■ Description of the task
Every line in the entries where "Option" is found should be copied.

::::

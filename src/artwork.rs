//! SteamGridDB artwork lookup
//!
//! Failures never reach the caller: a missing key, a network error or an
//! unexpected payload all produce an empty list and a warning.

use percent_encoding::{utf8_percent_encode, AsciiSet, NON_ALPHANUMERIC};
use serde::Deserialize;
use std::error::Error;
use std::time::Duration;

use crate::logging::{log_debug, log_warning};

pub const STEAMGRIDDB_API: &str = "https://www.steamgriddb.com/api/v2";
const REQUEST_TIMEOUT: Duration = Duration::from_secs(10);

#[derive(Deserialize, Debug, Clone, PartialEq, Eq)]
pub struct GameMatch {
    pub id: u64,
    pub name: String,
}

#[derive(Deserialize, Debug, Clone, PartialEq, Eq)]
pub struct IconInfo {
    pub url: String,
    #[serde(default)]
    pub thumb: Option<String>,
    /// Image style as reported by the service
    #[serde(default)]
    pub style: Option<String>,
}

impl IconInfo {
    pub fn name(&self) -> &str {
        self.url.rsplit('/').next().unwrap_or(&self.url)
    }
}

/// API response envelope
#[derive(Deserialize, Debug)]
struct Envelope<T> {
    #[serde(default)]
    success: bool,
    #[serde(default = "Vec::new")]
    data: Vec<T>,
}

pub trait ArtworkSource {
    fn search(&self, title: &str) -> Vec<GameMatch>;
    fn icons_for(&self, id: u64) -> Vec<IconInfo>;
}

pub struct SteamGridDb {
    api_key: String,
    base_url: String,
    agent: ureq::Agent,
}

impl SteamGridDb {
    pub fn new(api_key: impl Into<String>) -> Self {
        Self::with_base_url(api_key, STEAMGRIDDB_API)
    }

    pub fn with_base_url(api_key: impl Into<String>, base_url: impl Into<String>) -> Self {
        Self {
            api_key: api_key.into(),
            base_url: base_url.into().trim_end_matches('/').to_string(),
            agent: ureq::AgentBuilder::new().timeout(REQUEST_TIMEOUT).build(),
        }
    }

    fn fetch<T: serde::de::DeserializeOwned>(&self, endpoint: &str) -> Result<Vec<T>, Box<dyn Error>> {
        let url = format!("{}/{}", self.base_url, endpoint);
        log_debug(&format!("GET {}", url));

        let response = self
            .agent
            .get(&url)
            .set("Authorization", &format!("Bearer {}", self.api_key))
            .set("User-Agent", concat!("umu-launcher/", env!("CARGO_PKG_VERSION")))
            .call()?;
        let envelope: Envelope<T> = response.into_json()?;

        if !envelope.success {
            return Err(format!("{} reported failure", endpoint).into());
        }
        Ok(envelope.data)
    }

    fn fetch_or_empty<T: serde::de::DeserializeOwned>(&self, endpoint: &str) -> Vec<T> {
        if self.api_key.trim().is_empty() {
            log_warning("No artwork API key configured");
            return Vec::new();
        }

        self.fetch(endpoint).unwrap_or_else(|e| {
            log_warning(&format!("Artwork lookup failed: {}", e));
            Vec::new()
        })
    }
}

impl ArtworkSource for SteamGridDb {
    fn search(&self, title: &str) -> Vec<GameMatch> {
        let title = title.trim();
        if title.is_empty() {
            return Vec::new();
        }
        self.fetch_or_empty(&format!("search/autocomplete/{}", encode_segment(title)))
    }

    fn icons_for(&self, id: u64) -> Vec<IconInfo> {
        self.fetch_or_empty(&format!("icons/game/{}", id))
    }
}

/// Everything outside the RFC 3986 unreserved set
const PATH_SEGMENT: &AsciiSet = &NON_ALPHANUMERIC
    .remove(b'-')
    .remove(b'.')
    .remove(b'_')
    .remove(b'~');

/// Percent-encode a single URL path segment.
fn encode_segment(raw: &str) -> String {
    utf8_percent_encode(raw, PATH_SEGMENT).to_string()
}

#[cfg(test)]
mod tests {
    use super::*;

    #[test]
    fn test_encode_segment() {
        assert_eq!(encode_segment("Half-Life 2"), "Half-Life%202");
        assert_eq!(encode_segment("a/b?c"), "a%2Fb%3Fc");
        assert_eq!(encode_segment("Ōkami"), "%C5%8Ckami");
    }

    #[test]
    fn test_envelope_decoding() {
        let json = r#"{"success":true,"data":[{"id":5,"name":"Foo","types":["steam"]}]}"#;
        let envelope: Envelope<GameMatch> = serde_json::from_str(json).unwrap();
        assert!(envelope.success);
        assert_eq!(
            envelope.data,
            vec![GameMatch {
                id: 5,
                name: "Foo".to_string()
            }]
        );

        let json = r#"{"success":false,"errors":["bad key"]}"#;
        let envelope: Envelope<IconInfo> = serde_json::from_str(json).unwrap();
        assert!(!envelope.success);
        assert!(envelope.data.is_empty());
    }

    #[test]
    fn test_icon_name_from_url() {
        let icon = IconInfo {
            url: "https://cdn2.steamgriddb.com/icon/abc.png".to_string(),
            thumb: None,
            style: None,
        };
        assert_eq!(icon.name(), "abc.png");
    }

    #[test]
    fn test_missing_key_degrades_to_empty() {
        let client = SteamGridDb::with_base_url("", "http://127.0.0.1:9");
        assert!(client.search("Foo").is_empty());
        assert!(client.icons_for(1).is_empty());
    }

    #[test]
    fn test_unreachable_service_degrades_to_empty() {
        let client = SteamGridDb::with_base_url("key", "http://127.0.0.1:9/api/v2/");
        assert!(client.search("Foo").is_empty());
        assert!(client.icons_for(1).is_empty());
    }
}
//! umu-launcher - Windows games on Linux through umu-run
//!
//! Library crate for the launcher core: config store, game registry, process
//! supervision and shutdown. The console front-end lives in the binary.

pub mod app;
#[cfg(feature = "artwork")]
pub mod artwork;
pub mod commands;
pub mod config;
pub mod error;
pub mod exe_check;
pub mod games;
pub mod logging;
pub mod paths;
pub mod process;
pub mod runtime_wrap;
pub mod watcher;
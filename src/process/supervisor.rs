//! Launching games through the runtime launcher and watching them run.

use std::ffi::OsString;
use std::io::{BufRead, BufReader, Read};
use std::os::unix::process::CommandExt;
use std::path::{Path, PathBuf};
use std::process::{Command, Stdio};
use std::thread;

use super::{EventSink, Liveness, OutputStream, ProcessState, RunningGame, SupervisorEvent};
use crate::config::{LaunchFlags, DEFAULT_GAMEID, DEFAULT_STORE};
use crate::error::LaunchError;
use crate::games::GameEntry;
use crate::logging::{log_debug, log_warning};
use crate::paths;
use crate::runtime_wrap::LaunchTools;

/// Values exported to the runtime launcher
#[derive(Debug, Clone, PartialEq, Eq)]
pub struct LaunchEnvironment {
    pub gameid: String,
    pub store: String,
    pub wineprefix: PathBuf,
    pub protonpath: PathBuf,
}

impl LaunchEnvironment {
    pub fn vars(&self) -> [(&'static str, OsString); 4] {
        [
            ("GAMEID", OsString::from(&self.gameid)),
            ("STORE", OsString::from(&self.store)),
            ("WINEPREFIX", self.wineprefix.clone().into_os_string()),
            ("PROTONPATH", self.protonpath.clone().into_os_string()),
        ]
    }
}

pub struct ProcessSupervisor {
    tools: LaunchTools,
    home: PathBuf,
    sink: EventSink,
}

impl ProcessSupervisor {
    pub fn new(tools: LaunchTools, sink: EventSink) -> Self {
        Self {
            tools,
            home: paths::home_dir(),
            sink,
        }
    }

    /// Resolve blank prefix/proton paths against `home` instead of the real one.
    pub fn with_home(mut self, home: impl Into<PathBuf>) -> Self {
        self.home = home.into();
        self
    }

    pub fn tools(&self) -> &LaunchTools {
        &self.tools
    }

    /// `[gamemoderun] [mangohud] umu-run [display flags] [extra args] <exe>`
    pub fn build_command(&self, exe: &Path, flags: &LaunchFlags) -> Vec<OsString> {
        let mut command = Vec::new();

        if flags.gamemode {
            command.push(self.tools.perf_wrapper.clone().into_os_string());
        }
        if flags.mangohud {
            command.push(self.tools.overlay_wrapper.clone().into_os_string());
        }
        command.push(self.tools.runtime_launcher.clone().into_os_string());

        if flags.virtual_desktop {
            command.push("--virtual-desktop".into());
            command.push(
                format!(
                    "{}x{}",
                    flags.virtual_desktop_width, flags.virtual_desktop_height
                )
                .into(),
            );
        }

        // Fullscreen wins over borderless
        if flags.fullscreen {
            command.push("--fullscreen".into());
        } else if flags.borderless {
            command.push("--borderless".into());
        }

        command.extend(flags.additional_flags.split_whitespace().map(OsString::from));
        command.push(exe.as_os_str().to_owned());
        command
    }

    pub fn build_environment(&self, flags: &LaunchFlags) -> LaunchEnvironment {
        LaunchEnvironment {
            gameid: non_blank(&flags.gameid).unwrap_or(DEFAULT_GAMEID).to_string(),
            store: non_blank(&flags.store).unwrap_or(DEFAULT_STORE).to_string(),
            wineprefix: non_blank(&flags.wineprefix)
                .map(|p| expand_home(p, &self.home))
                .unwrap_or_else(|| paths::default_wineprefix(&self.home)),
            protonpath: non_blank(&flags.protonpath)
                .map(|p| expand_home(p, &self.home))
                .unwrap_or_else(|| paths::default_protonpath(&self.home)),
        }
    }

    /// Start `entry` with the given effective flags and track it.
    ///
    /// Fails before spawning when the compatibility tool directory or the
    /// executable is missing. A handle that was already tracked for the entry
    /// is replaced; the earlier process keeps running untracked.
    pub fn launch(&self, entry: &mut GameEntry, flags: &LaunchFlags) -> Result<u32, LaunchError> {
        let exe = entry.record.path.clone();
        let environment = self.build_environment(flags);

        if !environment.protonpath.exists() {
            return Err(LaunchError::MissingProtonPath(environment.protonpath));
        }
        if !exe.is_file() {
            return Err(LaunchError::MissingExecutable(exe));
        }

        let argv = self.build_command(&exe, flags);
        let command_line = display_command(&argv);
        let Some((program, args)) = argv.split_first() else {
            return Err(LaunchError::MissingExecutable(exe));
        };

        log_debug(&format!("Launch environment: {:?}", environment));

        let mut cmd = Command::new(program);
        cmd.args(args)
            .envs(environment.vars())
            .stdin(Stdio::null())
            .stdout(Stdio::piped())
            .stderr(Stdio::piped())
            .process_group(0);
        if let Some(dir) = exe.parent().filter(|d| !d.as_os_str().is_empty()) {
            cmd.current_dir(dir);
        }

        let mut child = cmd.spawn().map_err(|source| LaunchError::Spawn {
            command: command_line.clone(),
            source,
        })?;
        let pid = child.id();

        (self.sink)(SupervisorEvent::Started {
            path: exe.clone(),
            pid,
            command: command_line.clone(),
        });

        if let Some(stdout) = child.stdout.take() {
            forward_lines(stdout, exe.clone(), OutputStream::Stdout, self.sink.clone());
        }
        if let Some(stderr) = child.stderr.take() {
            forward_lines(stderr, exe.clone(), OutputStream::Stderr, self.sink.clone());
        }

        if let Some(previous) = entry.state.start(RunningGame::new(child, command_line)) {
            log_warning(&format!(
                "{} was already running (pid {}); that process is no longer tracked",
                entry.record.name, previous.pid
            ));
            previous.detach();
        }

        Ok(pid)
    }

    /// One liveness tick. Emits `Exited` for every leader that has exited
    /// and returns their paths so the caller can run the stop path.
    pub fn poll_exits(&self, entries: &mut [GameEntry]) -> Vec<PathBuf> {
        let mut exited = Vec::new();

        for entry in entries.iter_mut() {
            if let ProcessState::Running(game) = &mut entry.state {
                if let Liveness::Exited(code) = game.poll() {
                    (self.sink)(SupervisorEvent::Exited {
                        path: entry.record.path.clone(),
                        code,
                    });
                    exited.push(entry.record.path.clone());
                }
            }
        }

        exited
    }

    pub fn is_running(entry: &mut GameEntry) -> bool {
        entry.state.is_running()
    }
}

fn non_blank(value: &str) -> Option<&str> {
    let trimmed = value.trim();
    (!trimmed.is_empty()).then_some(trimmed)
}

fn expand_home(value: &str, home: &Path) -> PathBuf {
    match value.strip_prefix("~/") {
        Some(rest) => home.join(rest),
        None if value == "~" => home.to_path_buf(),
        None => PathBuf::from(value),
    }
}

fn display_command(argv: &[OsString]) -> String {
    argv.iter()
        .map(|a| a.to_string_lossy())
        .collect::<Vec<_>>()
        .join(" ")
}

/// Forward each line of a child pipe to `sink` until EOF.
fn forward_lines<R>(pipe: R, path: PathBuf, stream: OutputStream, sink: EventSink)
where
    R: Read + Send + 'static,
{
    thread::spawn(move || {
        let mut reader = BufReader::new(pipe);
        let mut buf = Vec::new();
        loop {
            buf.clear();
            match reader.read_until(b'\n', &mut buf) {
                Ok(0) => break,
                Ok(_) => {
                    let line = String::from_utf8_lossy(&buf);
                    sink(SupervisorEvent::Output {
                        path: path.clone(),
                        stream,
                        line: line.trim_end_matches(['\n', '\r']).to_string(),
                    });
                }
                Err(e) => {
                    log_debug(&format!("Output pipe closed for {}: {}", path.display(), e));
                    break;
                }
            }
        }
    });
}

::::

■ The completed task
    pub thumb: Option<String>,
    pub style: Option<String>,
fn non_blank(value: &str) -> Option<&str> {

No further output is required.